------ Data supplied
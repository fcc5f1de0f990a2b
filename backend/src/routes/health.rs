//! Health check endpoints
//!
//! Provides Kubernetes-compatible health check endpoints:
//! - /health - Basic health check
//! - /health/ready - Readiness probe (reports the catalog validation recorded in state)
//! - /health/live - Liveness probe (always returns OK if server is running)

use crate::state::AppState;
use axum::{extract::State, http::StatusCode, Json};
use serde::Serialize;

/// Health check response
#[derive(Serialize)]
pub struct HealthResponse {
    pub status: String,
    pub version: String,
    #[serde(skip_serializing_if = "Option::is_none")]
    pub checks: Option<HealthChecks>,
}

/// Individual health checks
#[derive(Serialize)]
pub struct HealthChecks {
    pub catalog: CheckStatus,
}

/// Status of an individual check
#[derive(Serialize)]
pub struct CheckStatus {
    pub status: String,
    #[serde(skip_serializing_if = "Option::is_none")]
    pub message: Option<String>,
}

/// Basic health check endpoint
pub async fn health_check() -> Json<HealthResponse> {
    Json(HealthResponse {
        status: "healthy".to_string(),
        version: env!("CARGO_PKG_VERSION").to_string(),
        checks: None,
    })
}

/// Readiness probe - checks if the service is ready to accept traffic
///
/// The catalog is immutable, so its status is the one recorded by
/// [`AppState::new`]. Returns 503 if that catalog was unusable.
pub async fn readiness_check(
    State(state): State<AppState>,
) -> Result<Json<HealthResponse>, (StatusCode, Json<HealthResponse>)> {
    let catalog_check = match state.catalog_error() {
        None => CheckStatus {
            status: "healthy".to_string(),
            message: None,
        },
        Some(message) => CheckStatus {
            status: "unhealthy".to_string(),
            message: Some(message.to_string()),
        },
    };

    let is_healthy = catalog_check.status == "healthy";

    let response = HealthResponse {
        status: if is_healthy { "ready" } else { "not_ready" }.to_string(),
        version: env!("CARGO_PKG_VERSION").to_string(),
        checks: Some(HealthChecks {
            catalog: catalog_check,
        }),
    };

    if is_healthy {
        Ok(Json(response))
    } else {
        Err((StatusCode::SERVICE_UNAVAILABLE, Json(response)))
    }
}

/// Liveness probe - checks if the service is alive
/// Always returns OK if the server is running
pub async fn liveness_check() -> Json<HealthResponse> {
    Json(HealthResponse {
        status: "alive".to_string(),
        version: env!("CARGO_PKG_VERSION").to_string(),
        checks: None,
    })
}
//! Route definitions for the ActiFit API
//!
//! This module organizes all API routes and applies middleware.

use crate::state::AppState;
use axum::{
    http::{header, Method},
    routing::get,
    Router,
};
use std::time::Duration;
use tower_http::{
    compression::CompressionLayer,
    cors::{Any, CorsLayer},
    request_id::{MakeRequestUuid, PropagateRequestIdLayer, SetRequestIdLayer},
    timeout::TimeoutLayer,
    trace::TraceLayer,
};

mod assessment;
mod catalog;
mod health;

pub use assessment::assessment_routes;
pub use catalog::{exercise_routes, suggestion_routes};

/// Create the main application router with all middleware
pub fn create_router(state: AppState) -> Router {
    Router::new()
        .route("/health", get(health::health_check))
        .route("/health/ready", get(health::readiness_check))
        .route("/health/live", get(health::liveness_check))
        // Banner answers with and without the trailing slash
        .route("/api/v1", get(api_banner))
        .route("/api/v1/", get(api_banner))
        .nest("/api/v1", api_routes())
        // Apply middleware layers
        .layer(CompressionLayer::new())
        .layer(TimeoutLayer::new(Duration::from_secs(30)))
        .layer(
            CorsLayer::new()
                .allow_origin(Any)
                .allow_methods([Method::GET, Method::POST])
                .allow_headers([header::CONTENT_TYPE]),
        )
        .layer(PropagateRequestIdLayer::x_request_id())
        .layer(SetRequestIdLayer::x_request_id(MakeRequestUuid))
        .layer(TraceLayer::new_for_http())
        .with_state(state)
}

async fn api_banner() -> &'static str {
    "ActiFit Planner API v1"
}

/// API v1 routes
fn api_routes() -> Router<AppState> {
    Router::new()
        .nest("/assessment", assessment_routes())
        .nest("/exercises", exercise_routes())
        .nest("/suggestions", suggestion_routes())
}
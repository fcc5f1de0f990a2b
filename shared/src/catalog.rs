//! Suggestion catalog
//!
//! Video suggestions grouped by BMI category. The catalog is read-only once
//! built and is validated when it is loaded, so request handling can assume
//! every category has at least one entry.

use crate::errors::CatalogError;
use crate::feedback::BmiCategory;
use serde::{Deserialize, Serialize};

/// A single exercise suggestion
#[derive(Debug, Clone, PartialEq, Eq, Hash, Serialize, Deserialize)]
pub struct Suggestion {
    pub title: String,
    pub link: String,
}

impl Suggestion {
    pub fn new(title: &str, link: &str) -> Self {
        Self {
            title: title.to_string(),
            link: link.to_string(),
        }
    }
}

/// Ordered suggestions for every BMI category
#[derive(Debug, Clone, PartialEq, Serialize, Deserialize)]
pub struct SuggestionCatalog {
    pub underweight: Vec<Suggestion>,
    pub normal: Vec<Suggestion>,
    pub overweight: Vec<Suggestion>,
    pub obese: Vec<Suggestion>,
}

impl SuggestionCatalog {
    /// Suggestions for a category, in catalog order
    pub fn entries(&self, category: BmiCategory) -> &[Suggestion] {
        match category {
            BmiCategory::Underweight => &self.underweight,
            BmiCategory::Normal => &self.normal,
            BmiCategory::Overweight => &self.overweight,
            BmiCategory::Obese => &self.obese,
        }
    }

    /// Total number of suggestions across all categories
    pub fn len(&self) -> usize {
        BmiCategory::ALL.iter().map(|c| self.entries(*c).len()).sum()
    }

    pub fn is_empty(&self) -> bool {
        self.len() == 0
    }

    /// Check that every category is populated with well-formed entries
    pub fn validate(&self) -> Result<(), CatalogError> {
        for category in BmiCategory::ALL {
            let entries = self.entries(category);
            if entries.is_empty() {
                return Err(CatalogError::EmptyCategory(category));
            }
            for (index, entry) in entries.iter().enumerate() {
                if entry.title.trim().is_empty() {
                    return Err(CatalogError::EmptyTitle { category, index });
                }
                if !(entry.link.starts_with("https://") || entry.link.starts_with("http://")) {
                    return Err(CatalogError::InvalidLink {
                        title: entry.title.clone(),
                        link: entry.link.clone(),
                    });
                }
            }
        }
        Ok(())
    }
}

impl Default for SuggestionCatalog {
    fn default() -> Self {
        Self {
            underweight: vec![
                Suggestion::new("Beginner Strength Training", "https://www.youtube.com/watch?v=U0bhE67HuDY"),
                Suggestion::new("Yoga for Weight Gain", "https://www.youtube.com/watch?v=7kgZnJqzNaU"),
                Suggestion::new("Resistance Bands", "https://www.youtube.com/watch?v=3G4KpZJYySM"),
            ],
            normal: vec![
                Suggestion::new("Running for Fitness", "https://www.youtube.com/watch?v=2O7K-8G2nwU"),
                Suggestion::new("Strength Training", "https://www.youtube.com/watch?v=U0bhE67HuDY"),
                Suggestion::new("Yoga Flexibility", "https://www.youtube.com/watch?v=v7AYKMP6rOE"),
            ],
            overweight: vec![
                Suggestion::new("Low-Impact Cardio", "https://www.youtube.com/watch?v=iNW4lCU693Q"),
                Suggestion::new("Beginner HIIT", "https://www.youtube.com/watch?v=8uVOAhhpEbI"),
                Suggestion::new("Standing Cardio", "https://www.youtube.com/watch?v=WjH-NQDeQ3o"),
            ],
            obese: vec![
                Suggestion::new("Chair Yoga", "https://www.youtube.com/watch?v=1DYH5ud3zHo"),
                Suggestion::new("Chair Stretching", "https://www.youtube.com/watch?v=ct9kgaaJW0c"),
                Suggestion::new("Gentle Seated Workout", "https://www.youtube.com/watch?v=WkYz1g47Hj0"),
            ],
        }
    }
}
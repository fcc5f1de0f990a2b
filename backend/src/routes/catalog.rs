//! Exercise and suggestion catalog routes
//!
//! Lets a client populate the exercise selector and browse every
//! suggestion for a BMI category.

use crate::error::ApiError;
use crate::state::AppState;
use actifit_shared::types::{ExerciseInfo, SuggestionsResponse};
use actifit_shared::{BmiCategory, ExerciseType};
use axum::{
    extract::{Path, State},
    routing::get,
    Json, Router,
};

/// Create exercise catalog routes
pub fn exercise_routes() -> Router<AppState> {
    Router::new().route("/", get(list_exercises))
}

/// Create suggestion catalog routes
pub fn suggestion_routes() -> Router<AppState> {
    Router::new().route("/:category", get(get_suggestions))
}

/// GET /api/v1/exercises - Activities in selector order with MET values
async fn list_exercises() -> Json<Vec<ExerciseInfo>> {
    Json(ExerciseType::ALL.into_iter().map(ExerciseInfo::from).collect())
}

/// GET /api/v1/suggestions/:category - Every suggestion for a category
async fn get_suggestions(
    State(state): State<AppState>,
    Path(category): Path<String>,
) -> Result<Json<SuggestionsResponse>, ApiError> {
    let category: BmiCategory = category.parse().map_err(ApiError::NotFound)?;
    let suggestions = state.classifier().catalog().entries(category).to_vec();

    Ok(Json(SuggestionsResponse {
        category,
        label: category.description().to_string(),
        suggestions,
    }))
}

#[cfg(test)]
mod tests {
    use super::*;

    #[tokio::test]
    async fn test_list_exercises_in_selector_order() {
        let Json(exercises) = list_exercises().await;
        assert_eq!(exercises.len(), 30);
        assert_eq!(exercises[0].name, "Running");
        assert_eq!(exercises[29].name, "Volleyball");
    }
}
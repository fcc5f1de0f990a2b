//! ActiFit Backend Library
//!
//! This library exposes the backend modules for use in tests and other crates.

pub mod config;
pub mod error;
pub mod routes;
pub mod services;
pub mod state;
------------
**Your assignment**
The total, and only the total: count the lines above that contain "MakeRequestUuid".

**Response to the exercise**
2